People v. Banner
F079770A
| Cal. Ct. App. | Apr 8, 2022Background
- Defendant Lamonte Banner entered a restaurant, produced a toy gun at the register, demanded money, left empty-handed, and was arrested nearby; two employees were present—one refused, one fled.
- Charged with two counts of attempted robbery; prior strike and serious-felony priors found true; jury convicted both counts.
- Sentence: nine years (middle term of 2 years for attempted robbery doubled for strike + 5-year serious-felony enhancement); second count concurrent.
- Trial and sentencing records contained extensive mental-health materials, including competency proceedings and diagnoses; court acknowledged Banner had mental-health issues but found they were not a significant factor in the crime.
- Banner appealed raising (1) trial court’s alleged sua sponte duty to consider pretrial mental-health diversion (Pen. Code §1001.36), (2) ineffective assistance for counsel’s failure to request diversion, (3) insufficiency of evidence for the second attempted robbery conviction, and (4) improper fines/fees; he also filed a habeas petition and, on rehearing, argued AB 124 (amending §1170) applied retroactively.
- Court affirmed convictions, denied habeas, rejected a sua sponte diversion duty and ineffective-assistance prejudice, upheld sufficiency of evidence and fines/fees (forfeited), but remanded for resentencing under AB 124 because the new §1170(b)(6)(A) presumption applies retroactively and the record does not clearly show the trial court would have imposed the same term.
Issues
| Issue | Plaintiff's Argument | Defendant's Argument | Held |
|---|---|---|---|
| Sua sponte duty to consider mental-health diversion (§1001.36) | No sua sponte duty exists; statute discretionary | Banner: court had a duty to consider diversion sua sponte | Rejected—§1001.36 contemplates a defendant/request-originated process; no sua sponte duty; court did consider records anyway |
| Ineffective assistance—failure to request diversion | People: record doesn't show eligibility, so no prejudice | Banner: counsel should have requested diversion; expert might have shown eligibility on remand | Rejected—no Strickland prejudice shown; record does not demonstrate the court would likely have granted diversion |
| Sufficiency of evidence for second attempted robbery | People: intent to rob all employees present reasonably inferred | Banner: no acts directed at second employee, so insufficient intent | Affirmed—jury could infer intent to rob both employees under joint constructive possession principles (Scott) |
| Fines and fees imposition | People: Banner forfeited objection by not raising at sentencing | Banner: Dueñas requires ability-to-pay inquiry; counsel ineffective for not objecting | Forfeited; alternatively, counsel not shown ineffective—record indicated ability to pay; assessments proper |
| AB 124 (§1170(b)(6)(A)) retroactivity and remand | People & Banner: AB 124 applies retroactively; but People argue remand futile because no "trauma" finding | Banner: AB 124 presumption applies and favors lower term | Remand ordered—AB 124 applies retroactively; psychological trauma that attends mental illness can trigger the §1170(b)(6)(A) presumption; record does not clearly show the trial court would have imposed the same term, so resentencing is required |
Key Cases Cited
- People v. Frahs, 9 Cal.5th 618 (Cal. 2020) (limited remand where record affirmatively shows qualifying mental disorder for diversion)

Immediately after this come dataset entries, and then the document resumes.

//! Windows Defender Firewall rules via `netsh`.
//!
//! Each executable of a launcher gets one outbound block rule. Steam's
//! rules have fixed names; every other launcher uses
//! `Block <key> App <n>`, numbered from 1 in catalog order. A launcher
//! counts as blocked when its first rule exists.

use async_trait::async_trait;
use std::path::{Path, PathBuf};
use std::sync::Arc;
use tracing::{debug, warn};

use crate::backend::{EnforcementBackend, FileRuleEntry};
use crate::error::{LauncherError, Result};
use crate::launcher::{Anchor, LauncherId, LauncherInfo};
use crate::storage::KvStore;
use crate::system::runner::{CommandOutput, CommandRunner};
use crate::system::{join_relative, locate, resolve_primary};

#[derive(Debug, Clone, PartialEq, Eq)]
pub struct RuleTarget {
    pub rule_name: String,
    pub path: PathBuf,
}

#[derive(Clone)]
pub struct NetshFirewall {
    store: Arc<KvStore>,
    runner: Arc<dyn CommandRunner>,
}

impl NetshFirewall {
    pub fn new(store: Arc<KvStore>, runner: Arc<dyn CommandRunner>) -> Self {
        Self { store, runner }
    }

    /// Every executable blocked for `id`, main binary first.
    pub fn targets(&self, id: LauncherId) -> Result<Vec<RuleTarget>> {
        let info = id.info();
        let primary = resolve_primary(&self.store, id)?
            .unwrap_or_else(|| PathBuf::from(info.candidates[0]));
        let base = primary.parent().map(Path::to_path_buf).unwrap_or_default();

        let mut targets = vec![RuleTarget {
            rule_name: rule_name(info, 0, info.primary_rule),
            path: primary,
        }];
        for (index, companion) in info.companions.iter().enumerate() {
            let path = match companion.anchor {
                Anchor::LauncherDir => join_relative(&base, companion.relative),
                Anchor::SteamApp { app_id, fallback } => {
                    let dir = locate::steam_app_dir(app_id)
                        .unwrap_or_else(|| PathBuf::from(fallback));
                    join_relative(&dir, companion.relative)
                }
            };
            targets.push(RuleTarget {
                rule_name: rule_name(info, index + 1, companion.rule),
                path,
            });
        }
        Ok(targets)
    }

    /// The catalog entry with this rule name, across all launchers.
    fn known_target(&self, rule_name: &str) -> Result<Option<RuleTarget>> {
        for id in LauncherId::ALL {
            if let Some(target) = self
                .targets(id)?
                .into_iter()
                .find(|t| t.rule_name == rule_name)
            {
                return Ok(Some(target));
            }
        }
        Ok(None)
    }

    pub fn rule_exists(&self, rule_name: &str) -> Result<bool> {
        let script = format!("Get-NetFirewallRule -DisplayName {}", ps_literal(rule_name));
        let output = self.runner.run(
            "powershell",
            &[
                "-NoProfile".to_string(),
                "-NonInteractive".to_string(),
                "-Command".to_string(),
                script,
            ],
        )?;
        Ok(output.success)
    }

    fn add_rule(&self, rule_name: &str, path: &str) -> Result<CommandOutput> {
        Ok(self.runner.run(
            "netsh",
            &netsh_args(&[
                "add",
                "rule",
                &format!("name={rule_name}"),
                "dir=out",
                "action=block",
                &format!("program={path}"),
                "enable=yes",
            ]),
        )?)
    }

    fn delete_rule(&self, rule_name: &str) -> Result<CommandOutput> {
        Ok(self.runner.run(
            "netsh",
            &netsh_args(&["delete", "rule", &format!("name={rule_name}")]),
        )?)
    }

    /// Sets one rule and confirms the result by reading it back.
    fn apply(&self, rule_name: &str, path: &str, blocked: bool) -> Result<()> {
        // Drop any stale rule of the same name so adds never duplicate.
        let deleted = self.delete_rule(rule_name)?;
        debug!(rule = rule_name, removed = deleted.success, "firewall rule cleared");

        if blocked {
            let added = self.add_rule(rule_name, path)?;
            if !added.success {
                warn!(rule = rule_name, output = %added.message(), "netsh add rule failed");
                return Err(LauncherError::Enforcement(format!(
                    "could not add rule '{rule_name}': {}",
                    added.message()
                )));
            }
        }

        if self.rule_exists(rule_name)? != blocked {
            return Err(LauncherError::Enforcement(format!(
                "rule '{rule_name}' did not change (wanted blocked={blocked})"
            )));
        }
        Ok(())
    }

    fn set_blocked_now(&self, id: LauncherId, blocked: bool) -> Result<()> {
        for target in self.targets(id)? {
            self.apply(&target.rule_name, &target.path.to_string_lossy(), blocked)?;
        }
        Ok(())
    }

    /// Only rules from the catalog may be changed one at a time, and only
    /// for the executable the catalog assigns them.
    fn set_file_rule_now(&self, rule_name: &str, path: &str, blocked: bool) -> Result<()> {
        let target = self.known_target(rule_name)?.ok_or_else(|| {
            LauncherError::Enforcement(format!("'{rule_name}' is not a launcher rule"))
        })?;
        if target.path.to_string_lossy() != path {
            return Err(LauncherError::Enforcement(format!(
                "rule '{rule_name}' covers {}, not {path}",
                target.path.display()
            )));
        }
        self.apply(rule_name, path, blocked)
    }

    fn list_now(&self, id: LauncherId) -> Result<Vec<FileRuleEntry>> {
        self.targets(id)?
            .into_iter()
            .map(|target| {
                Ok(FileRuleEntry {
                    blocked: self.rule_exists(&target.rule_name)?,
                    path: target.path.to_string_lossy().into_owned(),
                    rule_name: target.rule_name,
                })
            })
            .collect()
    }

    async fn blocking<T, F>(&self, f: F) -> Result<T>
    where
        T: Send + 'static,
        F: FnOnce(NetshFirewall) -> Result<T> + Send + 'static,
    {
        let this = self.clone();
        tokio::task::spawn_blocking(move || f(this))
            .await
            .map_err(|e| LauncherError::Enforcement(format!("firewall task failed: {e}")))?
    }
}

#[async_trait]
impl EnforcementBackend for NetshFirewall {
    async fn get_status(&self, id: LauncherId) -> Result<bool> {
        self.blocking(move |fw| {
            let first = fw
                .targets(id)?
                .into_iter()
                .next()
                .ok_or_else(|| LauncherError::UnknownLauncher(id.key().to_string()))?;
            fw.rule_exists(&first.rule_name)
        })
        .await
    }

    async fn set_blocked(&self, id: LauncherId, blocked: bool) -> Result<()> {
        self.blocking(move |fw| fw.set_blocked_now(id, blocked)).await
    }

    async fn list_file_rules(&self, id: LauncherId) -> Result<Vec<FileRuleEntry>> {
        self.blocking(move |fw| fw.list_now(id)).await
    }

    async fn set_file_rule(&self, rule_name: &str, path: &str, blocked: bool) -> Result<()> {
        let rule_name = rule_name.to_string();
        let path = path.to_string();
        self.blocking(move |fw| fw.set_file_rule_now(&rule_name, &path, blocked))
            .await
    }
}

fn rule_name(info: &LauncherInfo, index: usize, fixed: Option<&str>) -> String {
    fixed
        .map(str::to_string)
        .unwrap_or_else(|| format!("Block {} App {}", info.key, index + 1))
}

fn netsh_args(rest: &[&str]) -> Vec<String> {
    ["advfirewall", "firewall"]
        .iter()
        .chain(rest.iter())
        .map(|s| s.to_string())
        .collect()
}

/// PowerShell single-quoted literal. PowerShell also ends such strings
/// at typographic single quotes, so those are doubled too.
fn ps_literal(value: &str) -> String {
    let mut out = String::with_capacity(value.len() + 2);
    out.push('\'');
    for c in value.chars() {
        if matches!(c, '\'' | '\u{2018}' | '\u{2019}' | '\u{201A}' | '\u{201B}') {
            out.push(c);
        }
        out.push(c);
    }
    out.push('\'');
    out
}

- Strickland v. Washington, 466 U.S. 668 (U.S. 1984) (constitutional ineffective-assistance standard)
- People v. Scott, 45 Cal.4th 743 (Cal. 2009) (multiple robbery convictions proper where force/fear applied to multiple victims in joint possession)
- People v. Lindberg, 45 Cal.4th 1 (Cal. 2008) (substantial-evidence standard on sufficiency review)
- People v. Nguyen, 24 Cal.4th 756 (Cal. 2000) (robbery requires removal from victim's possession by force or fear)
- People v. Dueñas, 30 Cal.App.5th 1157 (Cal. Ct. App. 2019) (ability-to-pay inquiry for certain fines and fees)
- In re Estrada, 63 Cal.2d 740 (Cal. 1965) (presumption of retroactivity for ameliorative statutory changes)
- People v. Bell, 7 Cal.5th 70 (Cal. 2019) (clarifies burden and standards for ineffective-assistance claims)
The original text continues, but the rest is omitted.